Each line from the start of the records through the line containing "TouchPhase::Start | TouchPhase::Move" is to be transcribed exactly, and no other line is to be included.
+++ Data for this task
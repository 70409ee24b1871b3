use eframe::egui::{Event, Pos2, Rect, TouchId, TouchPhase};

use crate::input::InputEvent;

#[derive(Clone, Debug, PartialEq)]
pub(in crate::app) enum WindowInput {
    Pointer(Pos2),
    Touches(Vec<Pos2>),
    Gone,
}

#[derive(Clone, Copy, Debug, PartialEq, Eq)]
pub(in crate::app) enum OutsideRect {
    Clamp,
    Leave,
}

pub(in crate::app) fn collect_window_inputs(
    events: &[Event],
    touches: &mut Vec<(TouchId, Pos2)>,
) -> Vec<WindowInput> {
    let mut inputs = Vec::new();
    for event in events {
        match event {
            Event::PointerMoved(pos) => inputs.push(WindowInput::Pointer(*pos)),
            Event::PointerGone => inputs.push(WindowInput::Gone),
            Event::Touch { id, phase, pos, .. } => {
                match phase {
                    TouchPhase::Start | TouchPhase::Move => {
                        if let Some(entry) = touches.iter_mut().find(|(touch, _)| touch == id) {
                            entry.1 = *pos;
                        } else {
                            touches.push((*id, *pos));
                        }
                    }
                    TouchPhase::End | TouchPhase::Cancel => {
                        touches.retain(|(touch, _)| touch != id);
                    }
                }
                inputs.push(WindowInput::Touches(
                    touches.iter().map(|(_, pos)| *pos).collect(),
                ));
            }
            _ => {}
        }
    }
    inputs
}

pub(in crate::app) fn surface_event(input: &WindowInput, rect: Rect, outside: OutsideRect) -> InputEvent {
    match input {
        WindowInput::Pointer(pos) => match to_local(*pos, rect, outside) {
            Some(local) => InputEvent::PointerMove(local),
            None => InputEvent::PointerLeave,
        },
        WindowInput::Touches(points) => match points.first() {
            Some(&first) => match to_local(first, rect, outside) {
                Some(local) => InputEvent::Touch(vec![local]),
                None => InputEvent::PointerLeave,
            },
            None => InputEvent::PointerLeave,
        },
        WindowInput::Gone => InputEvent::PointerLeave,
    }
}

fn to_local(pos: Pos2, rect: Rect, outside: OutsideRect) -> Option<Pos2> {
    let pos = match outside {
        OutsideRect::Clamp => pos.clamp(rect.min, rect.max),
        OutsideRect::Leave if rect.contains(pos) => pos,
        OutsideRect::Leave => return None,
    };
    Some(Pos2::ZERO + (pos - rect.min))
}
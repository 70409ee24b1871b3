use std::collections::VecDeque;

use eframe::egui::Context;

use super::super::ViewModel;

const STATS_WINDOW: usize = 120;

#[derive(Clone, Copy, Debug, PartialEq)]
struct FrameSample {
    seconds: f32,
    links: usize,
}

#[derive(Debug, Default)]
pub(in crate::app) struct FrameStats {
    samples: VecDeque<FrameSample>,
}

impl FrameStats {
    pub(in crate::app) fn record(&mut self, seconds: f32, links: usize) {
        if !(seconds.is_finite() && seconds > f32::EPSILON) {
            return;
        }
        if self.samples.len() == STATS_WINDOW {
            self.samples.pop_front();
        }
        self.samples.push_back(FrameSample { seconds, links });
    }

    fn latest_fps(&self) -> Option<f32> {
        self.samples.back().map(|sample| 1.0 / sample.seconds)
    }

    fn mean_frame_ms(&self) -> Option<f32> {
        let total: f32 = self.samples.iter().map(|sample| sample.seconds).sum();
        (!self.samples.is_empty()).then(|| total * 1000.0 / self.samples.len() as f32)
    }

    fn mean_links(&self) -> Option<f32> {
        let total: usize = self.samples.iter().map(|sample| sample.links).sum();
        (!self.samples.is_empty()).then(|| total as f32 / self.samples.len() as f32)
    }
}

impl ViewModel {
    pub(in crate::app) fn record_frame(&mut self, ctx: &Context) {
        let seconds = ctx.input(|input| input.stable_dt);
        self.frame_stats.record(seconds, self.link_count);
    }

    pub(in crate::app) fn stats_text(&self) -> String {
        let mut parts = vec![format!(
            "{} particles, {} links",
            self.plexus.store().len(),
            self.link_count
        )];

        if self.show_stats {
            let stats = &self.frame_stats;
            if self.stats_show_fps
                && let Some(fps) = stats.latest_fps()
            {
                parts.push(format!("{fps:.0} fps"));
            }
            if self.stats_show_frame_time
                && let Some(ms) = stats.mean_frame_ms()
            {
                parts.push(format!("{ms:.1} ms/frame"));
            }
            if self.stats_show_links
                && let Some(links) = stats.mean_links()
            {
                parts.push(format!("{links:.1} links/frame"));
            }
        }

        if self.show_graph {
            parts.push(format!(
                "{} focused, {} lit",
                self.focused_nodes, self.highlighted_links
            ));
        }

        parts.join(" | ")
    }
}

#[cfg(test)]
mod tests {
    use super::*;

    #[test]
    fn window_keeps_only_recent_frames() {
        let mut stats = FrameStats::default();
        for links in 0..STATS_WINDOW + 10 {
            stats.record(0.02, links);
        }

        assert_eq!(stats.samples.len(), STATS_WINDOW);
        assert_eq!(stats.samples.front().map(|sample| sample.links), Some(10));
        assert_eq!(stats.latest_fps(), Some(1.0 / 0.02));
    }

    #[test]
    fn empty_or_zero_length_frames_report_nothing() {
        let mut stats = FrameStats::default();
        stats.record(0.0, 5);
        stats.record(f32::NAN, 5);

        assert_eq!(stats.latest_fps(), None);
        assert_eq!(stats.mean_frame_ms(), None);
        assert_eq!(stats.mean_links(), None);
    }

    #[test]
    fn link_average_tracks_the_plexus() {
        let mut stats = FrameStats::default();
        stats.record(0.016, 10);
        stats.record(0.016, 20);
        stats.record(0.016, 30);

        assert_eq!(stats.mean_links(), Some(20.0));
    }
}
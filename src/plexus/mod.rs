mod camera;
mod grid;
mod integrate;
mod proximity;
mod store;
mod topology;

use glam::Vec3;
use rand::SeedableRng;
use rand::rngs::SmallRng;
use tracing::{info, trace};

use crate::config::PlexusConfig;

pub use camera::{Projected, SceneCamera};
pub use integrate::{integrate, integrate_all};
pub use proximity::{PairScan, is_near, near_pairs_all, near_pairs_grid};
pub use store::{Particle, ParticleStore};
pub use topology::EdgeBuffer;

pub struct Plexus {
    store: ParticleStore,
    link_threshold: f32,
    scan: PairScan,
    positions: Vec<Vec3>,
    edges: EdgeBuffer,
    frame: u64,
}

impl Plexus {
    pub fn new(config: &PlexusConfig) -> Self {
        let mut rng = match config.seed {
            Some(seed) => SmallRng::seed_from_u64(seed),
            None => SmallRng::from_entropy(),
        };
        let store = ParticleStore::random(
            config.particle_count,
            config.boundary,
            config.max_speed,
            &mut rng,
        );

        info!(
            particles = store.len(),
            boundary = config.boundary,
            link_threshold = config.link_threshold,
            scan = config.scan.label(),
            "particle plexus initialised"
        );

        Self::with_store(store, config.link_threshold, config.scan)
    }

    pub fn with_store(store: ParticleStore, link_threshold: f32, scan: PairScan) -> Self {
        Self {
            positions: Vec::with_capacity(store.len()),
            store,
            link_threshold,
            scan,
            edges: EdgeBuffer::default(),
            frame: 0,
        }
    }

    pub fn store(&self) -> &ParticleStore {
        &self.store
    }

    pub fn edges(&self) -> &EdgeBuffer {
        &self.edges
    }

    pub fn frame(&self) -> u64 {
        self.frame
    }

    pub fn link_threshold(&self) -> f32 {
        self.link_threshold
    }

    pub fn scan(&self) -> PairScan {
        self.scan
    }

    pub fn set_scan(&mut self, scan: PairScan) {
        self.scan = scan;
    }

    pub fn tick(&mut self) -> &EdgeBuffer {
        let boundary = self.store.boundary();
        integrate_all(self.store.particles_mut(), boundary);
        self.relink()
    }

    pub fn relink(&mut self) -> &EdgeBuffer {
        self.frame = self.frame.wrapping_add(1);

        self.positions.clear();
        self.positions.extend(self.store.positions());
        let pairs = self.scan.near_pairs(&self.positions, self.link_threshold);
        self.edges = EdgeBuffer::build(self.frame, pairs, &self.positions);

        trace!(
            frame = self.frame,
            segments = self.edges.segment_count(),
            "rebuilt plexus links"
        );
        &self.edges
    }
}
++++++
- _Written solution_
repository 70409ee24b1871b3
use eframe::egui::{Event, Pos2, Rect, TouchId, TouchPhase};

use crate::input::InputEvent;

#[derive(Clone, Debug, PartialEq)]
pub(in crate::app) enum WindowInput {
    Pointer(Pos2),
    Touches(Vec<Pos2>),
    Gone,
}

#[derive(Clone, Copy, Debug, PartialEq, Eq)]
pub(in crate::app) enum OutsideRect {
    Clamp,
    Leave,
}

pub(in crate::app) fn collect_window_inputs(
    events: &[Event],
    touches: &mut Vec<(TouchId, Pos2)>,
) -> Vec<WindowInput> {
    let mut inputs = Vec::new();
    for event in events {
        match event {
            Event::PointerMoved(pos) => inputs.push(WindowInput::Pointer(*pos)),
            Event::PointerGone => inputs.push(WindowInput::Gone),
            Event::Touch { id, phase, pos, .. } => {
                match phase {
                    TouchPhase::Start | TouchPhase::Move => {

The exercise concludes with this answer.